The board of Spain's biggest sparkling-wine maker Freixenet has decided on its meeting on Wednesday to form a steering committee composed of members of the three family branches to end internal disputes and to find a buyer for the faltering company.
Last years have not been very successful for Freixenet. In the 1970s the wine maker from Catalan village Sant Sadurní d'Anoia, which is not far from capital Barcelona, succeeded in establishing Cava (Catalan word for “sparkling wine”) as a synonym for high quality Spanish sparkling wine. The production of Cava follows similar rules to the French champagne. Despite a rising demand for sparkling wine worldwide, Freixenet could only achieve a profit in 2015 of €2.2 million or 0.4% in relation to the total turnover of €501 million. Reasons to be blamed are only partly the tough market conditions on the domestic market following the recession after the year 2008. People close to the company name the weak management of CEO Pedro Ferrer, son of Freixenet’s Honorary President Josep Ferrer. Pedro Ferrer represents the dominating family branch, who owns 42% of the shares in Freixenet. José Luis Bonet, representative of the Bonet family branch with 29% of the shares, speaks out loud what others think: “A yearly profit of €2.2 million is little. But that does not mean that a better management could not improve it.”

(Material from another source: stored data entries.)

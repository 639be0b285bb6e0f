//! Errors raised while talking to the Sheets API.

use rsvp_core::error::DomainError;
use thiserror::Error;

/// Failures of the Sheets client and its token exchange.
#[derive(Debug, Error)]
pub enum SheetsError {
    /// The service-account key could not be used to sign an assertion.
    #[error("invalid service account key: {0}")]
    Key(#[from] jsonwebtoken::errors::Error),

    /// Transport failure or undecodable response body.
    #[error("http error: {0}")]
    Http(#[from] reqwest::Error),

    /// The API answered with a non-success status.
    #[error("{context} failed with status {status}: {body}")]
    Status {
        /// Which call failed.
        context: &'static str,
        /// HTTP status code.
        status: u16,
        /// Response body, for diagnostics.
        body: String,
    },

    /// The configured base URL cannot carry path segments.
    #[error("invalid api url: {0}")]
    Url(String),
}

impl From<SheetsError> for DomainError {
    fn from(err: SheetsError) -> Self {
        DomainError::Infrastructure(err.to_string())
    }
}
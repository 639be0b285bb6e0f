//! Outbound email abstraction.

use async_trait::async_trait;

use crate::error::DomainError;

/// A single HTML email to one recipient.
#[derive(Debug, Clone, PartialEq, Eq)]
pub struct EmailMessage {
    /// Recipient address.
    pub to: String,
    /// Subject line.
    pub subject: String,
    /// HTML body.
    pub html: String,
}

/// Sends transactional email.
#[async_trait]
pub trait Mailer: Send + Sync {
    /// Whether credentials are present. Unconfigured mailers are never called.
    fn is_configured(&self) -> bool;

    /// Deliver one message.
    async fn send(&self, message: &EmailMessage) -> Result<(), DomainError>;
}

/// Mailer used when no email credentials are configured.
#[derive(Debug, Clone, Copy, Default)]
pub struct DisabledMailer;

#[async_trait]
impl Mailer for DisabledMailer {
    fn is_configured(&self) -> bool {
        false
    }

    async fn send(&self, _message: &EmailMessage) -> Result<(), DomainError> {
        Err(DomainError::Infrastructure(
            "email delivery is not configured".into(),
        ))
    }
}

Now Eudaldo Bonet, brother of José Luis Bonet, Pedro Ferrer and Enrique Hevia, who represents the third branch of the family with another 29%, will form the committee to find a solution until the end of the fiscal year which ends in April 2017.
Best chances to buy Freixenet are said to have the German wine maker Henkell, which is part of Germany’s largest food and beverage manufacturer Oetker Group. Henkell already handed in in March an offer of €255 million for 51% of the shares,saying that it would also accept a minority interest with about 20%. The families of Oetker and Freixenet are long time business partners and friends. Freixenet’s two smaller family branches Hevia and Bonet are in favor of such a solution while the dominating third branch Ferrer favors a stand-alone solution.

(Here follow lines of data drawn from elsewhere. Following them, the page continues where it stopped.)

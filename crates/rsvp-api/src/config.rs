//! Server configuration sourced from environment variables, with an optional
//! YAML file (`RSVP_CONFIG`) overriding the event and timeslot settings.

use std::fs;
use std::net::SocketAddr;
use std::time::Duration;

use rsvp_booking::application::settings::{ConsistencyMode, EmailDelivery, TableLayout};
use rsvp_booking::domain::confirmation_email::EventDetails;
use rsvp_booking::domain::timeslot::{
    DEFAULT_CAPACITY, DEFAULT_TIMESLOTS, Timeslot, TimeslotCatalog,
};
use rsvp_mail::BrevoConfig;
use serde::Deserialize;

use crate::error::AppError;

/// Where the RSVP table lives and how to authenticate to it.
#[derive(Clone)]
pub struct SheetConfig {
    /// Spreadsheet id from the sheet URL.
    pub spreadsheet_id: String,
    /// Service-account `client_email`.
    pub client_email: String,
    /// Service-account private key (PEM, `\n` may be escaped).
    pub private_key: String,
}

impl std::fmt::Debug for SheetConfig {
    fn fmt(&self, f: &mut std::fmt::Formatter<'_>) -> std::fmt::Result {
        f.debug_struct("SheetConfig")
            .field("spreadsheet_id", &self.spreadsheet_id)
            .field("client_email", &self.client_email)
            .field("private_key", &"<redacted>")
            .finish()
    }
}

/// Fully resolved configuration.
#[derive(Debug, Clone)]
pub struct AppConfig {
    /// Listen address.
    pub bind_addr: SocketAddr,
    /// Sheets access.
    pub sheet: SheetConfig,
    /// Tab holding the records.
    pub layout: TableLayout,
    /// Recognized timeslots and limits.
    pub catalog: TimeslotCatalog,
    /// Limit for slots listed without their own capacity.
    pub max_per_slot: u32,
    /// Details printed in confirmation emails.
    pub event: EventDetails,
    /// Submission isolation.
    pub consistency: ConsistencyMode,
    /// Email sequencing.
    pub email_delivery: EmailDelivery,
    /// Timeout for every outbound HTTP call.
    pub http_timeout: Duration,
    /// Mail provider credentials.
    pub brevo: BrevoConfig,
}

#[derive(Debug, Default, Deserialize)]
#[serde(deny_unknown_fields)]
struct FileOverrides {
    sheet_name: Option<String>,
    max_per_slot: Option<u32>,
    timeslots: Option<Vec<TimeslotOverride>>,
    event: Option<EventOverride>,
}

#[derive(Debug, Deserialize)]
#[serde(deny_unknown_fields)]
struct TimeslotOverride {
    label: String,
    capacity: Option<u32>,
}

#[derive(Debug, Default, Deserialize)]
#[serde(deny_unknown_fields)]
struct EventOverride {
    name: Option<String>,
    date: Option<String>,
    location: Option<String>,
}

fn required(lookup: &impl Fn(&str) -> Option<String>, key: &str) -> Result<String, AppError> {
    lookup(key)
        .map(|v| v.trim().to_owned())
        .filter(|v| !v.is_empty())
        .ok_or_else(|| AppError::Config(format!("{key} environment variable must be set")))
}

fn parse_or<T: std::str::FromStr>(
    lookup: &impl Fn(&str) -> Option<String>,
    key: &str,
    default: T,
) -> Result<T, AppError>
where
    T::Err: std::fmt::Display,
{
    match lookup(key) {
        Some(raw) if !raw.trim().is_empty() => raw
            .trim()
            .parse()
            .map_err(|e| AppError::Config(format!("{key} is invalid: {e}"))),
        _ => Ok(default),
    }
}

/// Parses `RSVP_TIMESLOTS`: comma-separated labels, each optionally
/// followed by `=capacity`, e.g. `18:00=56,19:30=40`.
pub fn parse_timeslots(raw: &str, default_capacity: u32) -> Result<TimeslotCatalog, AppError> {
    let mut slots = Vec::new();
    for entry in raw.split(',').map(str::trim).filter(|e| !e.is_empty()) {
        let slot = match entry.split_once('=') {
            Some((label, capacity)) => {
                let capacity = capacity.trim().parse::<u32>().map_err(|e| {
                    AppError::Config(format!("RSVP_TIMESLOTS capacity for '{label}': {e}"))
                })?;
                Timeslot::new(label.trim(), capacity)
            }
            None => Timeslot::new(entry, default_capacity),
        };
        slots.push(slot);
    }
    TimeslotCatalog::new(slots).map_err(|e| AppError::Config(format!("RSVP_TIMESLOTS: {e}")))
}

impl AppConfig {
    /// Reads the process environment (and `RSVP_CONFIG`, if set).
    ///
    /// # Errors
    ///
    /// Returns `AppError::Config` for missing required variables, unparsable
    /// values, or an unreadable override file.
    pub fn from_env() -> Result<Self, AppError> {
        let mut config = Self::from_lookup(|key| std::env::var(key).ok())?;
        if let Ok(path) = std::env::var("RSVP_CONFIG") {
            let contents = fs::read_to_string(&path)
                .map_err(|e| AppError::Config(format!("read RSVP_CONFIG {path}: {e}")))?;
            config.apply_yaml(&contents)?;
        }
        Ok(config)
    }

    /// Builds configuration from an arbitrary variable source.
    ///
    /// # Errors
    ///
    /// Same as [`AppConfig::from_env`], minus the file.
    pub fn from_lookup(lookup: impl Fn(&str) -> Option<String>) -> Result<Self, AppError> {
        let host = lookup("HOST").unwrap_or_else(|| "0.0.0.0".to_string());
        let port: u16 = parse_or(&lookup, "PORT", 3000)?;
        let bind_addr: SocketAddr = format!("{host}:{port}")
            .parse()
            .map_err(|e| AppError::Config(format!("invalid HOST:PORT combination: {e}")))?;

        let sheet = SheetConfig {
            spreadsheet_id: required(&lookup, "GOOGLE_SHEET_ID")?,
            client_email: required(&lookup, "GOOGLE_SERVICE_ACCOUNT_EMAIL")?,
            private_key: required(&lookup, "GOOGLE_PRIVATE_KEY")?,
        };
        let layout = TableLayout::new(
            lookup("GOOGLE_SHEET_NAME")
                .filter(|v| !v.trim().is_empty())
                .unwrap_or_else(|| "Sheet1".to_string()),
        );

        let max_per_slot = parse_or(&lookup, "RSVP_MAX_PER_SLOT", DEFAULT_CAPACITY)?;
        let catalog = match lookup("RSVP_TIMESLOTS").filter(|v| !v.trim().is_empty()) {
            Some(raw) => parse_timeslots(&raw, max_per_slot)?,
            None => TimeslotCatalog::uniform(&DEFAULT_TIMESLOTS, max_per_slot)
                .map_err(|e| AppError::Config(e.to_string()))?,
        };

        let defaults = EventDetails::default();
        let event = EventDetails {
            name: lookup("EVENT_NAME").unwrap_or(defaults.name),
            date: lookup("EVENT_DATE").unwrap_or(defaults.date),
            location: lookup("EVENT_LOCATION").unwrap_or(defaults.location),
        };

        let timeout_secs: u64 = parse_or(&lookup, "RSVP_HTTP_TIMEOUT_SECS", 30)?;

        Ok(Self {
            bind_addr,
            sheet,
            layout,
            catalog,
            max_per_slot,
            event,
            consistency: parse_or(&lookup, "RSVP_CONSISTENCY", ConsistencyMode::default())?,
            email_delivery: parse_or(&lookup, "RSVP_EMAIL_DELIVERY", EmailDelivery::default())?,
            http_timeout: Duration::from_secs(timeout_secs),
            brevo: BrevoConfig {
                api_key: lookup("BREVO_API_KEY").unwrap_or_default(),
                sender_email: lookup("BREVO_SENDER_EMAIL").unwrap_or_default(),
                sender_name: lookup("BREVO_SENDER_NAME").filter(|v| !v.trim().is_empty()),
            },
        })
    }

    /// Applies a YAML override document on top of the current values.
    ///
    /// # Errors
    ///
    /// Returns `AppError::Config` if the document does not parse or names an
    /// invalid timeslot set.
    pub fn apply_yaml(&mut self, contents: &str) -> Result<(), AppError> {
        let overrides: FileOverrides = serde_yaml::from_str(contents)
            .map_err(|e| AppError::Config(format!("parse RSVP_CONFIG yaml: {e}")))?;

        if let Some(sheet_name) = overrides.sheet_name {
            self.layout = TableLayout::new(sheet_name);
        }
        if let Some(capacity) = overrides.max_per_slot {
            self.max_per_slot = capacity;
        }
        if let Some(slots) = overrides.timeslots {
            let default_capacity = self.max_per_slot;
            self.catalog = TimeslotCatalog::new(
                slots
                    .into_iter()
                    .map(|s| Timeslot::new(s.label, s.capacity.unwrap_or(default_capacity)))
                    .collect(),
            )
            .map_err(|e| AppError::Config(format!("RSVP_CONFIG timeslots: {e}")))?;
        } else if let Some(capacity) = overrides.max_per_slot {
            let labels: Vec<String> = self.catalog.iter().map(|s| s.label.clone()).collect();
            self.catalog = TimeslotCatalog::new(
                labels
                    .into_iter()
                    .map(|label| Timeslot::new(label, capacity))
                    .collect(),
            )
            .map_err(|e| AppError::Config(e.to_string()))?;
        }
        if let Some(event) = overrides.event {
            if let Some(name) = event.name {
                self.event.name = name;
            }
            if let Some(date) = event.date {
                self.event.date = date;
            }
            if let Some(location) = event.location {
                self.event.location = location;
            }
        }
        Ok(())
    }
}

In October the Ferrer family offered to buy 51% of the share capital at a price of €230 million but had to withdraw the offer, when it became clear that financing of the deal was not firm. Besides that, the offered price was below the €255 million offered by Henkell for the same amount of shares with the only advantage that the company could stay independent from third parties.

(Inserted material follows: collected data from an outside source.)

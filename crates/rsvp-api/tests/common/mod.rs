//! Shared test helpers for API integration tests.
#![allow(dead_code)]

use std::sync::Arc;

use axum::Router;
use axum::body::Body;
use axum::http::{Request, StatusCode};
use chrono::TimeZone;
use http_body_util::BodyExt;
use rsvp_booking::application::settings::BookingSettings;
use rsvp_core::clock::Clock;
use rsvp_core::mailer::Mailer;
use rsvp_core::store::{Row, SheetStore};
use rsvp_test_support::{FixedClock, row};
use tower::ServiceExt;

use rsvp_api::state::AppState;

/// Fixed timestamp used across all integration tests.
fn fixed_clock() -> Arc<dyn Clock> {
    Arc::new(FixedClock(
        chrono::Utc.with_ymd_and_hms(2026, 1, 15, 10, 0, 0).unwrap(),
    ))
}

/// The header row every seeded table starts with.
pub fn header() -> Row {
    row(&["Number", "Name", "Time", "Timestamp", "Email"])
}

/// Build the full app router with default settings. Uses the same route
/// structure as `main.rs`.
pub fn build_test_app(store: Arc<dyn SheetStore>, mailer: Arc<dyn Mailer>) -> Router {
    build_test_app_with_settings(BookingSettings::default(), store, mailer)
}

/// Build the full app router with custom booking settings.
pub fn build_test_app_with_settings(
    settings: BookingSettings,
    store: Arc<dyn SheetStore>,
    mailer: Arc<dyn Mailer>,
) -> Router {
    let app_state = AppState::new(settings, fixed_clock(), store, mailer);
    rsvp_api::app(app_state)
}

/// Send a POST request with a JSON body and return the response.
pub async fn post_json(
    app: Router,
    uri: &str,
    body: &serde_json::Value,
) -> (StatusCode, serde_json::Value) {
    let request = Request::builder()
        .method("POST")
        .uri(uri)
        .header("content-type", "application/json")
        .body(Body::from(serde_json::to_vec(body).unwrap()))
        .unwrap();

    let response = app.oneshot(request).await.unwrap();
    let status = response.status();
    let body_bytes = response.into_body().collect().await.unwrap().to_bytes();
    let json: serde_json::Value = serde_json::from_slice(&body_bytes).unwrap();

    (status, json)
}

/// Send a GET request and return the response.
pub async fn get_json(app: Router, uri: &str) -> (StatusCode, serde_json::Value) {
    let request = Request::builder()
        .method("GET")
        .uri(uri)
        .body(Body::empty())
        .unwrap();

    let response = app.oneshot(request).await.unwrap();
    let status = response.status();
    let body_bytes = response.into_body().collect().await.unwrap().to_bytes();
    let json: serde_json::Value = serde_json::from_slice(&body_bytes).unwrap();

    (status, json)
}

An unknown player in the game is Suntory. The Japanese drinks company, distributor of Freixenet in Japan, was approached by Pedro Ferrer in September to evaluate a possible counter-offer. Suntory’s president is also said to be close to Freixenet’s owner families and Japanese companies currently seek to diversify their business into foreign markets in order to escape the ageing and shrinking home market. It is not known if Suntory only examined a financing of the internal family deal or if Suntory could be interested in a take-over of the whole company.